Tu dis - on a déposé le bilan, et les amis te répondent omondieu, comment allez-vous faire, est-ce que ça va, comment peut-on vous aider.

(Un indice, si vous voulez nous aider : appelez-nous pour nous proposer du travail.)
(Vous pouvez aussi nous appeler, comme certains l’ont fait, pour nous proposer de nous racheter, mais cela ne nous aide pas.)

C’est dur de voir les autres autour de nous vouloir discuter de l’après-/ut7, alors que c’est au contraire du futur de /ut7 dont nous voulons parler, ce futur qui nous aide à trouver la force chaque jour de continuer à avancer. Un futur rempli de formations techniques, dans un format anti-scolaire, accueillant des participants de tous niveaux. Un futur où nous accueillons curieux d’un jour et stagiaires chevronnés dans notre studio de développement, studio depuis lequel nous écrivons nos propres logiciels. Un futur où nous aidons, jour après jour, à donner à ce métier de développeur ses lettres de noblesse. Un futur, enfin, inscrit dans un réseau d’entreprises autogérées et de praticiens militants.

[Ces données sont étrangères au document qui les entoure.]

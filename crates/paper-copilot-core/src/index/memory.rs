//! In-memory [`VectorIndex`] for tests and embedded use.
//!
//! All state sits behind one `std::sync::RwLock`, so a commit swaps a
//! document's chunks in a single write section and readers never observe a
//! half-published document. Vector search is brute-force cosine similarity.

use std::collections::HashMap;
use std::sync::{RwLock, RwLockReadGuard, RwLockWriteGuard};

use async_trait::async_trait;

use crate::embedding::cosine_similarity;
use crate::error::{CopilotError, Result};
use crate::models::{Chunk, DocumentSummary};

use super::{sort_hits, IndexHit, VectorIndex};

struct Entry {
    chunk: Chunk,
    vector: Vec<f32>,
}

#[derive(Default)]
struct State {
    documents: HashMap<String, DocumentSummary>,
    /// Committed entries keyed by chunk id.
    entries: HashMap<String, Entry>,
    /// Staged entries per document, in insertion order.
    staged: HashMap<String, Vec<Entry>>,
}

#[derive(Default)]
pub struct InMemoryIndex {
    state: RwLock<State>,
}

impl InMemoryIndex {
    pub fn new() -> Self {
        Self::default()
    }

    fn read(&self) -> Result<RwLockReadGuard<'_, State>> {
        self.state
            .read()
            .map_err(|_| CopilotError::IndexUnavailable("in-memory index lock poisoned".into()))
    }

    fn write(&self) -> Result<RwLockWriteGuard<'_, State>> {
        self.state
            .write()
            .map_err(|_| CopilotError::IndexUnavailable("in-memory index lock poisoned".into()))
    }

    /// Number of committed vectors.
    pub fn len(&self) -> usize {
        self.read().map(|s| s.entries.len()).unwrap_or(0)
    }

    pub fn is_empty(&self) -> bool {
        self.len() == 0
    }
}

#[async_trait]
impl VectorIndex for InMemoryIndex {
    async fn insert(&self, chunk: &Chunk, vector: &[f32]) -> Result<()> {
        let mut state = self.write()?;
        let staged = state.staged.entry(chunk.document_id.clone()).or_default();
        staged.retain(|e| e.chunk.id != chunk.id);
        staged.push(Entry {
            chunk: chunk.clone(),
            vector: vector.to_vec(),
        });
        Ok(())
    }

    async fn commit(&self, document: &DocumentSummary) -> Result<()> {
        let mut state = self.write()?;
        let staged = match state.staged.remove(&document.id) {
            Some(staged) => staged,
            None if state.documents.contains_key(&document.id) => return Ok(()),
            None => {
                return Err(CopilotError::NotFound(format!(
                    "no staged chunks for document {}",
                    document.id
                )))
            }
        };

        state.entries.retain(|_, e| e.chunk.document_id != document.id);
        for entry in staged {
            state.entries.insert(entry.chunk.id.clone(), entry);
        }
        state.documents.insert(document.id.clone(), document.clone());
        Ok(())
    }

    async fn abort(&self, document_id: &str) -> Result<()> {
        self.write()?.staged.remove(document_id);
        Ok(())
    }

    async fn query(
        &self,
        vector: &[f32],
        k: usize,
        scope: Option<&[String]>,
    ) -> Result<Vec<IndexHit>> {
        let state = self.read()?;
        let mut hits: Vec<IndexHit> = state
            .entries
            .values()
            .filter(|e| scope.map_or(true, |ids| ids.iter().any(|id| *id == e.chunk.document_id)))
            .map(|e| IndexHit {
                chunk_id: e.chunk.id.clone(),
                document_id: e.chunk.document_id.clone(),
                similarity: cosine_similarity(vector, &e.vector) as f64,
            })
            .collect();
        sort_hits(&mut hits);
        hits.truncate(k);
        Ok(hits)
    }

    async fn get_chunk(&self, chunk_id: &str) -> Result<Option<Chunk>> {
        Ok(self.read()?.entries.get(chunk_id).map(|e| e.chunk.clone()))
    }

    async fn get_document(&self, document_id: &str) -> Result<Option<DocumentSummary>> {
        Ok(self.read()?.documents.get(document_id).cloned())
    }

    async fn list_documents(&self) -> Result<Vec<DocumentSummary>> {
        let mut docs: Vec<DocumentSummary> = self.read()?.documents.values().cloned().collect();
        docs.sort_by(|a, b| a.ingested_at.cmp(&b.ingested_at).then_with(|| a.id.cmp(&b.id)));
        Ok(docs)
    }

    async fn delete_document(&self, document_id: &str) -> Result<bool> {
        let mut state = self.write()?;
        state.staged.remove(document_id);
        state.entries.retain(|_, e| e.chunk.document_id != document_id);
        Ok(state.documents.remove(document_id).is_some())
    }
}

Nous n’y sommes pas encore, nous y sommes déjà. L’heure est au bootstrapping. À l’humilité, au redressement (productif). Et on se dit qu’on va y arriver. Peut-être que le statut de coopérative nous aide à être plus résilients dans ce moment difficile - chacun se sentant investi du devenir de l’entreprise. Peut-être avons-nous fait ce qu’il fallait pour avoir un bon capital sympathie et le soutien dont nous avions besoin. Peut-être avons-nous juste de la chance, l’injuste chance de ceux qui, comme dans le Théâtre d’Artaud, ripaillent indemnes au milieu de l’épidémie de peste. Ou peut-être sommes-nous juste en train de mourir, sans nous en rendre compte. Mais n’est-ce pas là notre lot à tous ? Au final, sinon la vie de l’entreprise, la vie des entrepreneurs reste avant tout une collection de jours vécus, et une file improbable de jours restant à vivre. À rester vivant.

Feel the city breakin and everybody shakin,
And were stayin alive, stayin alive.
Ah, ha, ha, ha, stayin alive, stayin alive.